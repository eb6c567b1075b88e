//! Order reference ("rif.") extraction.

use super::LineExtractor;
use crate::ocr::OcrLine;

/// Finds the integer printed after the reference marker.
///
/// The reference line reads like `RIF. 4521.99`: the text is split on dots
/// and the first segment that is an integer is the reference.
pub struct ReferenceExtractor {
    marker: String,
}

impl ReferenceExtractor {
    /// Create an extractor for a marker, matched case-insensitively.
    pub fn new(marker: &str) -> Self {
        Self {
            marker: marker.to_lowercase(),
        }
    }

    fn has_marker(&self, line: &OcrLine) -> bool {
        line.text.to_lowercase().contains(&self.marker)
    }
}

impl Default for ReferenceExtractor {
    fn default() -> Self {
        Self::new("rif")
    }
}

impl LineExtractor for ReferenceExtractor {
    type Output = i64;

    /// One value per marker line that holds an integer segment.
    fn extract_all(&self, lines: &[OcrLine]) -> Vec<i64> {
        lines
            .iter()
            .filter(|line| self.has_marker(line))
            .filter_map(|line| reference_in_text(&line.text))
            .collect()
    }
}

/// First reference in the document, if any marker line carries one.
pub fn extract_reference(lines: &[OcrLine], marker: &str) -> Option<i64> {
    ReferenceExtractor::new(marker).extract(lines)
}

fn reference_in_text(text: &str) -> Option<i64> {
    text.split('.')
        .map(str::trim)
        .find_map(|segment| segment.parse().ok())
}
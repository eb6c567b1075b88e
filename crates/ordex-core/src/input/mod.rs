//! Input discovery and filename normalization.

mod resolver;

pub use resolver::{canonical_filename, parse_filename, resolve, ParsedFilename};

use std::path::{Path, PathBuf};

use tracing::{debug, warn};

use crate::error::InputError;

/// List documents in `directory` matching `pattern`, sorted by path.
pub fn discover(directory: &Path, pattern: &str) -> Result<Vec<PathBuf>, InputError> {
    let full_pattern = directory.join(pattern);
    let full_pattern = full_pattern.to_string_lossy();

    let mut files: Vec<PathBuf> = glob::glob(&full_pattern)?
        .filter_map(|entry| match entry {
            Ok(path) => Some(path),
            Err(e) => {
                warn!("Skipping unreadable path: {}", e);
                None
            }
        })
        .filter(|path| path.is_file())
        .collect();
    files.sort();

    debug!("Found {} documents matching {}", files.len(), full_pattern);
    Ok(files)
}

#[cfg(test)]
mod tests {
    use super::*;
    use std::fs;

    #[test]
    fn test_discover_matches_pattern_only() {
        let dir = tempfile::tempdir().unwrap();
        fs::write(dir.path().join("2_2024-01-02.pdf"), b"").unwrap();
        fs::write(dir.path().join("1_2024-01-01.pdf"), b"").unwrap();
        fs::write(dir.path().join("notes.txt"), b"").unwrap();
        fs::create_dir(dir.path().join("sub.pdf")).unwrap();

        let files = discover(dir.path(), "*.pdf").unwrap();
        let names: Vec<_> = files
            .iter()
            .map(|p| p.file_name().unwrap().to_string_lossy().to_string())
            .collect();
        assert_eq!(names, vec!["1_2024-01-01.pdf", "2_2024-01-02.pdf"]);
    }

    #[test]
    fn test_discover_empty_directory() {
        let dir = tempfile::tempdir().unwrap();
        assert!(discover(dir.path(), "*.pdf").unwrap().is_empty());
    }
}
//! CLI configuration management
//!
//! Handles loading configuration from a TOML file, environment variables and
//! command-line arguments.
//!
//! Priority (highest to lowest):
//! 1. CLI arguments
//! 2. Environment variables
//! 3. Config file
//! 4. Default values

use std::path::{Path, PathBuf};
use std::str::FromStr;

use rng_core::{GenerationRequest, DEFAULT_MAX_QUANTITY};
use serde::Deserialize;
use thiserror::Error;

/// Configuration error types
#[derive(Debug, Error)]
pub enum ConfigError {
    #[error("Invalid log level: {0}. Must be one of: trace, debug, info, warn, error")]
    InvalidLogLevel(String),

    #[error("Invalid output format: {0}. Must be one of: lines, json")]
    InvalidFormat(String),

    #[error("Invalid max quantity: {0}. Must be at least 1")]
    InvalidMaxQuantity(u64),

    #[error("Environment variable {name} has invalid value '{value}'")]
    EnvError { name: &'static str, value: String },

    #[error("Configuration file error: {0}")]
    FileError(String),
}

/// Log levels accepted by the CLI
#[derive(Debug, Clone, Copy, PartialEq, Eq, Default, Deserialize)]
#[serde(rename_all = "lowercase")]
pub enum LogLevel {
    Trace,
    Debug,
    Info,
    #[default]
    Warn,
    Error,
}

impl FromStr for LogLevel {
    type Err = ConfigError;

    fn from_str(s: &str) -> Result<Self, Self::Err> {
        match s.to_lowercase().as_str() {
            "trace" => Ok(LogLevel::Trace),
            "debug" => Ok(LogLevel::Debug),
            "info" => Ok(LogLevel::Info),
            "warn" => Ok(LogLevel::Warn),
            "error" => Ok(LogLevel::Error),
            _ => Err(ConfigError::InvalidLogLevel(s.to_string())),
        }
    }
}

impl LogLevel {
    /// Convert log level to tracing filter string
    pub fn as_filter_str(&self) -> &'static str {
        match self {
            LogLevel::Trace => "trace",
            LogLevel::Debug => "debug",
            LogLevel::Info => "info",
            LogLevel::Warn => "warn",
            LogLevel::Error => "error",
        }
    }
}

impl std::fmt::Display for LogLevel {
    fn fmt(&self, f: &mut std::fmt::Formatter<'_>) -> std::fmt::Result {
        write!(f, "{}", self.as_filter_str())
    }
}

/// How a generated batch is written to stdout
#[derive(Debug, Clone, Copy, PartialEq, Eq, Default, Deserialize)]
#[serde(rename_all = "lowercase")]
pub enum OutputFormat {
    /// One value per line (the "copy all" form)
    #[default]
    Lines,
    /// JSON array of strings
    Json,
}

impl FromStr for OutputFormat {
    type Err = ConfigError;

    fn from_str(s: &str) -> Result<Self, Self::Err> {
        match s.to_lowercase().as_str() {
            "lines" | "text" => Ok(OutputFormat::Lines),
            "json" => Ok(OutputFormat::Json),
            _ => Err(ConfigError::InvalidFormat(s.to_string())),
        }
    }
}

impl std::fmt::Display for OutputFormat {
    fn fmt(&self, f: &mut std::fmt::Formatter<'_>) -> std::fmt::Result {
        match self {
            OutputFormat::Lines => write!(f, "lines"),
            OutputFormat::Json => write!(f, "json"),
        }
    }
}

/// Effective CLI configuration
#[derive(Debug, Clone, Deserialize)]
#[serde(default)]
pub struct CliConfig {
    /// Request used when flags do not override it
    pub request: GenerationRequest,
    /// Per-request quantity limit handed to the engine
    pub max_quantity: u64,
    /// Log level
    pub log_level: LogLevel,
    /// Output format
    pub format: OutputFormat,
}

impl Default for CliConfig {
    fn default() -> Self {
        Self {
            request: GenerationRequest::default(),
            max_quantity: DEFAULT_MAX_QUANTITY,
            log_level: LogLevel::default(),
            format: OutputFormat::default(),
        }
    }
}

/// Optional overrides for individual request fields
#[derive(Debug, Clone, Copy, Default, PartialEq)]
pub struct RequestOverrides {
    pub min: Option<f64>,
    pub max: Option<f64>,
    pub quantity: Option<i64>,
    pub allow_decimals: Option<bool>,
    pub secure: Option<bool>,
}

impl RequestOverrides {
    /// Apply the set fields on top of `request`
    pub fn apply(&self, request: GenerationRequest) -> GenerationRequest {
        GenerationRequest::new(
            self.min.unwrap_or(request.min()),
            self.max.unwrap_or(request.max()),
            self.quantity.unwrap_or(request.quantity()),
        )
        .with_decimals(self.allow_decimals.unwrap_or(request.allow_decimals()))
        .with_secure(self.secure.unwrap_or(request.secure()))
    }
}

/// CLI arguments relevant to configuration
#[derive(Debug, Clone, Default)]
pub struct CliArgs {
    /// Config file path
    pub config_file: Option<PathBuf>,
    /// Request field overrides
    pub request: RequestOverrides,
    /// Output format override
    pub format: Option<String>,
    /// Force debug logging
    pub verbose: bool,
}

impl CliConfig {
    /// Load configuration from a TOML file
    pub fn from_file(path: &Path) -> Result<Self, ConfigError> {
        let content = std::fs::read_to_string(path)
            .map_err(|e| ConfigError::FileError(format!("Failed to read config file: {}", e)))?;

        Self::from_toml_str(&content)
    }

    /// Parse configuration from TOML text
    pub fn from_toml_str(content: &str) -> Result<Self, ConfigError> {
        let config: CliConfig = toml::from_str(content)
            .map_err(|e| ConfigError::FileError(format!("Failed to parse TOML: {}", e)))?;

        config.validate()?;
        Ok(config)
    }

    /// Overlay values from the process environment
    pub fn apply_env(&mut self) -> Result<(), ConfigError> {
        self.apply_env_with(|name| std::env::var(name).ok())
    }

    /// Overlay values from an environment lookup function
    pub fn apply_env_with<F>(&mut self, lookup: F) -> Result<(), ConfigError>
    where
        F: Fn(&str) -> Option<String>,
    {
        let overrides = RequestOverrides {
            min: env_parse(&lookup, "RNG_MIN")?,
            max: env_parse(&lookup, "RNG_MAX")?,
            quantity: env_parse(&lookup, "RNG_QUANTITY")?,
            allow_decimals: env_bool(&lookup, "RNG_ALLOW_DECIMALS")?,
            secure: env_bool(&lookup, "RNG_SECURE")?,
        };
        self.request = overrides.apply(self.request);

        if let Some(limit) = env_parse(&lookup, "RNG_MAX_QUANTITY")? {
            self.max_quantity = limit;
        }
        if let Some(level) = lookup("RNG_LOG_LEVEL") {
            self.log_level = LogLevel::from_str(&level)?;
        }
        if let Some(format) = lookup("RNG_FORMAT") {
            self.format = OutputFormat::from_str(&format)?;
        }
        Ok(())
    }

    /// Merge with CLI arguments (CLI takes precedence)
    pub fn merge_with_cli(&mut self, cli: &CliArgs) -> Result<(), ConfigError> {
        self.request = cli.request.apply(self.request);
        if let Some(format) = &cli.format {
            self.format = OutputFormat::from_str(format)?;
        }
        if cli.verbose {
            self.log_level = LogLevel::Debug;
        }
        Ok(())
    }

    /// Validate the configuration
    ///
    /// The request itself is validated by the engine at generation time.
    pub fn validate(&self) -> Result<(), ConfigError> {
        if self.max_quantity == 0 {
            return Err(ConfigError::InvalidMaxQuantity(self.max_quantity));
        }
        Ok(())
    }
}

fn env_parse<F, T>(lookup: &F, name: &'static str) -> Result<Option<T>, ConfigError>
where
    F: Fn(&str) -> Option<String>,
    T: FromStr,
{
    lookup(name)
        .map(|value| {
            value
                .trim()
                .parse()
                .map_err(|_| ConfigError::EnvError { name, value })
        })
        .transpose()
}

fn env_bool<F>(lookup: &F, name: &'static str) -> Result<Option<bool>, ConfigError>
where
    F: Fn(&str) -> Option<String>,
{
    lookup(name)
        .map(|value| match value.trim().to_lowercase().as_str() {
            "true" | "1" | "yes" => Ok(true),
            "false" | "0" | "no" => Ok(false),
            _ => Err(ConfigError::EnvError { name, value }),
        })
        .transpose()
}

/// Build configuration from all sources
pub fn build_config(cli: &CliArgs) -> Result<CliConfig, ConfigError> {
    let mut config = match &cli.config_file {
        Some(path) => CliConfig::from_file(path)?,
        None => CliConfig::default(),
    };

    config.apply_env()?;
    config.merge_with_cli(cli)?;
    config.validate()?;

    Ok(config)
}
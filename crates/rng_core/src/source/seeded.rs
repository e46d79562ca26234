//! Seeded pseudo-random source for reproducible sequences.
//!
//! This module provides [`SeededSource`], a seeded PRNG wrapper used by tests
//! and benchmarks where the same input must yield the same batch.

use rand::rngs::StdRng;
use rand::{Rng, SeedableRng};

use super::RandomSource;

/// Reproducible random source.
///
/// The same seed always produces the same sequence of samples. Not a
/// substitute for [`SecureSource`](super::SecureSource): the sequence is fully
/// determined by a 64-bit seed.
///
/// # Examples
///
/// ```rust
/// use rng_core::source::{RandomSource, SeededSource};
///
/// let mut a = SeededSource::from_seed(12345);
/// let mut b = SeededSource::from_seed(12345);
///
/// // Same seed produces identical sequences
/// assert_eq!(a.next_unit(), b.next_unit());
/// ```
#[derive(Clone, Debug)]
pub struct SeededSource {
    /// The underlying PRNG instance.
    inner: StdRng,
    /// The seed used for initialisation (kept for reproducibility tracking).
    seed: u64,
}

impl SeededSource {
    /// Creates a source initialised with the given seed.
    #[inline]
    pub fn from_seed(seed: u64) -> Self {
        Self {
            inner: StdRng::seed_from_u64(seed),
            seed,
        }
    }

    /// Returns the seed used for initialisation.
    ///
    /// Useful for logging and debugging reproducibility issues.
    #[inline]
    pub fn seed(&self) -> u64 {
        self.seed
    }
}

impl RandomSource for SeededSource {
    #[inline]
    fn next_unit(&mut self) -> f64 {
        self.inner.gen()
    }
}

#[cfg(test)]
mod tests {
    use super::*;

    #[test]
    fn test_same_seed_same_sequence() {
        let mut a = SeededSource::from_seed(42);
        let mut b = SeededSource::from_seed(42);
        for _ in 0..100 {
            assert_eq!(a.next_unit(), b.next_unit());
        }
    }

    #[test]
    fn test_different_seeds_diverge() {
        let mut a = SeededSource::from_seed(1);
        let mut b = SeededSource::from_seed(2);
        let a_values: Vec<f64> = (0..10).map(|_| a.next_unit()).collect();
        let b_values: Vec<f64> = (0..10).map(|_| b.next_unit()).collect();
        assert_ne!(a_values, b_values);
    }

    #[test]
    fn test_seed_accessor() {
        assert_eq!(SeededSource::from_seed(7).seed(), 7);
    }
}
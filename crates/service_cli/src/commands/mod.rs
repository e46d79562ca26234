//! CLI command implementations
//!
//! Each submodule implements a specific CLI command.

pub mod check;
pub mod generate;
//! Generate command implementation
//!
//! Runs one batch through the engine and writes it to stdout.

use std::io::Write;

use rng_core::source::secure_backend_available;
use rng_core::{GenerationResult, NumberGenerator};
use tracing::{debug, info};

use crate::config::{CliConfig, OutputFormat};
use crate::{CliError, Result};

/// Run the generate command
pub fn run(config: &CliConfig, strict_secure: bool) -> Result<()> {
    let rendered = render_batch(config, strict_secure, secure_backend_available)?;

    let mut stdout = std::io::stdout().lock();
    writeln!(stdout, "{}", rendered)?;
    Ok(())
}

/// Generate a batch and render it in the configured format
///
/// `backend_available` is only consulted for strict secure requests.
pub fn render_batch<F>(
    config: &CliConfig,
    strict_secure: bool,
    backend_available: F,
) -> Result<String>
where
    F: FnOnce() -> bool,
{
    let request = &config.request;

    if strict_secure && request.secure() && !backend_available() {
        return Err(CliError::SecureBackendUnavailable);
    }

    let engine = NumberGenerator::with_max_quantity(config.max_quantity);
    let result = engine.generate(request)?;

    info!(
        count = result.len(),
        source = %request.source_kind(),
        "Generation complete"
    );

    format_result(&result, config.format)
}

/// Render a batch as newline-joined lines or a JSON array
pub fn format_result(result: &GenerationResult, format: OutputFormat) -> Result<String> {
    debug!(%format, "Formatting output");
    match format {
        OutputFormat::Lines => Ok(result.join_lines()),
        OutputFormat::Json => Ok(serde_json::to_string(result)?),
    }
}

#[cfg(test)]
mod tests {
    use super::*;
    use rng_core::{GenerationError, GenerationRequest};

    fn config_for(request: GenerationRequest) -> CliConfig {
        CliConfig {
            request,
            ..CliConfig::default()
        }
    }

    #[test]
    fn test_lines_output() {
        let config = config_for(GenerationRequest::new(1.0, 6.0, 5).with_secure(false));
        let output = render_batch(&config, false, || true).unwrap();

        let lines: Vec<i64> = output.lines().map(|l| l.parse().unwrap()).collect();
        assert_eq!(lines.len(), 5);
        assert!(lines.iter().all(|n| (1..=6).contains(n)));
    }

    #[test]
    fn test_json_output() {
        let mut config = config_for(GenerationRequest::new(0.0, 1.0, 3).with_decimals(true));
        config.format = OutputFormat::Json;
        let output = render_batch(&config, false, || true).unwrap();

        let values: Vec<String> = serde_json::from_str(&output).unwrap();
        assert_eq!(values.len(), 3);
        for value in values {
            let v: f64 = value.parse().unwrap();
            assert!((0.0..1.0).contains(&v));
        }
    }

    #[test]
    fn test_format_result() {
        let result = GenerationResult::from(vec!["7".to_string(), "3".to_string()]);
        assert_eq!(format_result(&result, OutputFormat::Lines).unwrap(), "7\n3");
        assert_eq!(
            format_result(&result, OutputFormat::Json).unwrap(),
            r#"["7","3"]"#
        );
    }

    #[test]
    fn test_engine_error_propagates() {
        let config = config_for(GenerationRequest::new(10.0, 5.0, 3));
        let err = render_batch(&config, false, || true).unwrap_err();
        assert!(matches!(
            err,
            CliError::Generation(GenerationError::InvalidRange { .. })
        ));
    }

    #[test]
    fn test_configured_limit_applies() {
        let mut config = config_for(GenerationRequest::new(1.0, 2.0, 11));
        config.max_quantity = 10;
        let err = render_batch(&config, false, || true).unwrap_err();
        assert!(matches!(
            err,
            CliError::Generation(GenerationError::QuantityTooLarge { limit: 10, .. })
        ));
    }

    #[test]
    fn test_strict_secure_refuses_without_backend() {
        let config = config_for(GenerationRequest::new(1.0, 6.0, 1));
        let err = render_batch(&config, true, || false).unwrap_err();
        assert!(matches!(err, CliError::SecureBackendUnavailable));
    }

    #[test]
    fn test_lenient_secure_skips_backend_check() {
        let config = config_for(GenerationRequest::new(1.0, 6.0, 2));
        let output = render_batch(&config, false, || {
            panic!("backend availability checked in lenient mode")
        })
        .unwrap();
        assert_eq!(output.lines().count(), 2);
    }

    #[test]
    fn test_strict_flag_ignored_for_standard_requests() {
        let config = config_for(GenerationRequest::new(1.0, 6.0, 2).with_secure(false));
        assert!(render_batch(&config, true, || false).is_ok());
    }
}
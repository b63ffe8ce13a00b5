// LAYOUT
/// Number of `f32` fields in one node record.
pub const NODE_FLOATS: usize = 11;
/// Width of one node record, in bytes.
pub const NODE_SIZE: u64 = (NODE_FLOATS * std::mem::size_of::<f32>()) as u64;
/// Minimum alignment of storage buffer sizes on the device.
pub const STORAGE_ALIGNMENT: u64 = 256;

// PARTITIONING
/// Records held by one chunk unless configured otherwise.
pub const DEFAULT_CHUNK_CAPACITY: u32 = 500_000;
/// Population used when nothing else is requested.
pub const DEFAULT_NODE_COUNT: u64 = 50_000;
/// Population presets, reachable from the keyboard.
pub const PRESETS: [u64; 3] = [500_000, 2_000_000, 8_000_000];
/// Most chunks one instance may hold. Each chunk is four device buffers and
/// two binding sets, so this also bounds host-side bookkeeping.
pub const MAX_CHUNKS: u32 = 65_536;

// KERNELS
/// Invocations per workgroup of the motion kernel. Must match `update.wgsl`.
pub const WORKGROUP_SIZE: u32 = 64;
/// Vertices per node quad, two triangles.
pub const VERTICES_PER_NODE: u32 = 6;

// FRAME
/// Clock increment per iteration.
pub const CLOCK_STEP: f32 = 0.016;
/// Background the render pass clears to.
pub const BACKGROUND: [f64; 4] = [0.0, 0.0, 0.0, 1.0];

// SEEDING
/// Records seeded per rayon task. Each block draws from its own seeded rng.
pub const SEED_BLOCK: usize = 16_384;
/// Upper bound of the initial node width and height, in pixels.
pub const MAX_NODE_SIZE: f32 = 30.0;
/// Upper bound of the absolute initial velocity per axis, in pixels per tick.
pub const MAX_NODE_SPEED: f32 = 0.25;
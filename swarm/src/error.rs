use std::fmt;

/// The two programmable units the simulation compiles at start.
#[derive(Copy, Clone, Debug, PartialEq, Eq)]
pub enum KernelKind {
    Motion,
    Render,
}

impl fmt::Display for KernelKind {
    fn fmt(&self, f: &mut fmt::Formatter<'_>) -> fmt::Result {
        match self {
            KernelKind::Motion => f.write_str("motion"),
            KernelKind::Render => f.write_str("render"),
        }
    }
}

#[derive(Debug, thiserror::Error)]
pub enum SwarmError {
    #[error("no compatible graphics device: {0}")]
    DeviceUnavailable(String),
    #[error("allocating {buffer} ({bytes} bytes) failed: {reason}")]
    AllocationExceeded {
        buffer: String,
        bytes: u64,
        reason: String,
    },
    #[error("{kernel} kernel failed to compile: {detail}")]
    KernelCompile { kernel: KernelKind, detail: String },
    #[error("invalid configuration: {0}")]
    Config(String),
}

pub type SwarmResult<T> = Result<T, SwarmError>;
pub mod config;
pub mod constants;
pub mod cull;
pub mod device;
pub mod draw;
pub mod error;
pub mod event_loop;
pub mod frame;
pub mod gpu;
pub mod lifecycle;
pub mod node;
pub mod partition;
pub mod resources;
pub mod telemetry;

pub use config::SwarmConfig;
pub use device::{BufferRole, BufferSpec, ChunkConstants, DeviceLimits, GpuDevice};
pub use error::{KernelKind, SwarmError, SwarmResult};
pub use lifecycle::{Lifecycle, Simulation};
pub use node::{NodeRecord, Viewport};
pub use partition::{ChunkDescriptor, ChunkPlan};
pub use resources::{ChunkResources, GlobalUniforms, IndirectArgs, ResourceSet};
pub use telemetry::TelemetrySample;
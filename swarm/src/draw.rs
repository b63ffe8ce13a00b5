//! Indirect draw stage: one draw per chunk, its instance count taken from the
//! chunk's indirect args as left by the update-and-cull stage.

use crate::{device::GpuDevice, resources::ChunkResources};

/// WGSL source of the render kernel, entry points `vs_main` and `fs_main`.
pub const RENDER_KERNEL: &str = include_str!("../shaders/render.wgsl");
pub const VERTEX_ENTRY: &str = "vs_main";
pub const FRAGMENT_ENTRY: &str = "fs_main";

pub fn encode_draw<D: GpuDevice>(
    device: &mut D,
    frame: &mut D::Frame,
    kernels: &D::Kernels,
    bindings: &D::Bindings,
    chunk: &ChunkResources<D::Buffer>,
) {
    device.draw_indirect(frame, kernels, bindings, &chunk.indirect);
}
//! Update-and-cull stage: advances every record of a chunk by one tick and
//! compacts the indices of visible records into the chunk's visible-index
//! buffer. The number of visible records ends up in the indirect draw args
//! through a device-side copy, so the host never reads it back.

use bytemuck::bytes_of;

use crate::{
    device::{ChunkConstants, GpuDevice},
    resources::{ChunkResources, IndirectArgs},
};

/// WGSL source of the motion kernel, entry point `main`.
pub const MOTION_KERNEL: &str = include_str!("../shaders/update.wgsl");
pub const MOTION_ENTRY: &str = "main";

/// Zeroes the visible counter and restores the vertex count of the indirect
/// args. Must run before the chunk's update is recorded.
pub fn reset_chunk<D: GpuDevice>(device: &mut D, chunk: &ChunkResources<D::Buffer>) {
    device.write_buffer(&chunk.visible_count, 0, bytes_of(&0u32));
    device.write_buffer(&chunk.indirect, 0, bytes_of(&IndirectArgs::RESET));
}

/// Records the motion kernel over every slot of the chunk, then the copy of
/// the visible count into the instance count of the indirect args.
pub fn encode_update<D: GpuDevice>(
    device: &mut D,
    frame: &mut D::Frame,
    kernels: &D::Kernels,
    bindings: &D::Bindings,
    chunk: &ChunkResources<D::Buffer>,
    workgroups: u32,
) {
    let constants = ChunkConstants {
        record_count: chunk.descriptor.record_count,
    };
    device.dispatch_update(frame, kernels, bindings, constants, workgroups);
    device.copy_buffer(
        frame,
        &chunk.visible_count,
        0,
        &chunk.indirect,
        IndirectArgs::INSTANCE_COUNT_OFFSET,
        std::mem::size_of::<u32>() as u64,
    );
}
use swarm::{SwarmConfig, event_loop};

fn main() -> anyhow::Result<()> {
    env_logger::Builder::from_env(env_logger::Env::default().default_filter_or("info")).init();

    let config = SwarmConfig::from_args()?;
    log::info!(
        "Starting with {} nodes, {} records per chunk",
        config.nodes,
        config.chunk_capacity
    );

    event_loop::run(config)
}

******

**What is required**
Wherever the word "PartialEq" turns up in a line of the entries above, copy that line.

**Finished exercise**
#[derive(Debug, Clone, Copy, PartialEq, Eq, Default, Deserialize)]
#[derive(Debug, Clone, Copy, PartialEq, Eq, Default, Deserialize)]
#[derive(Debug, Clone, Copy, Default, PartialEq)]
#[derive(Copy, Clone, Debug, PartialEq, Eq)]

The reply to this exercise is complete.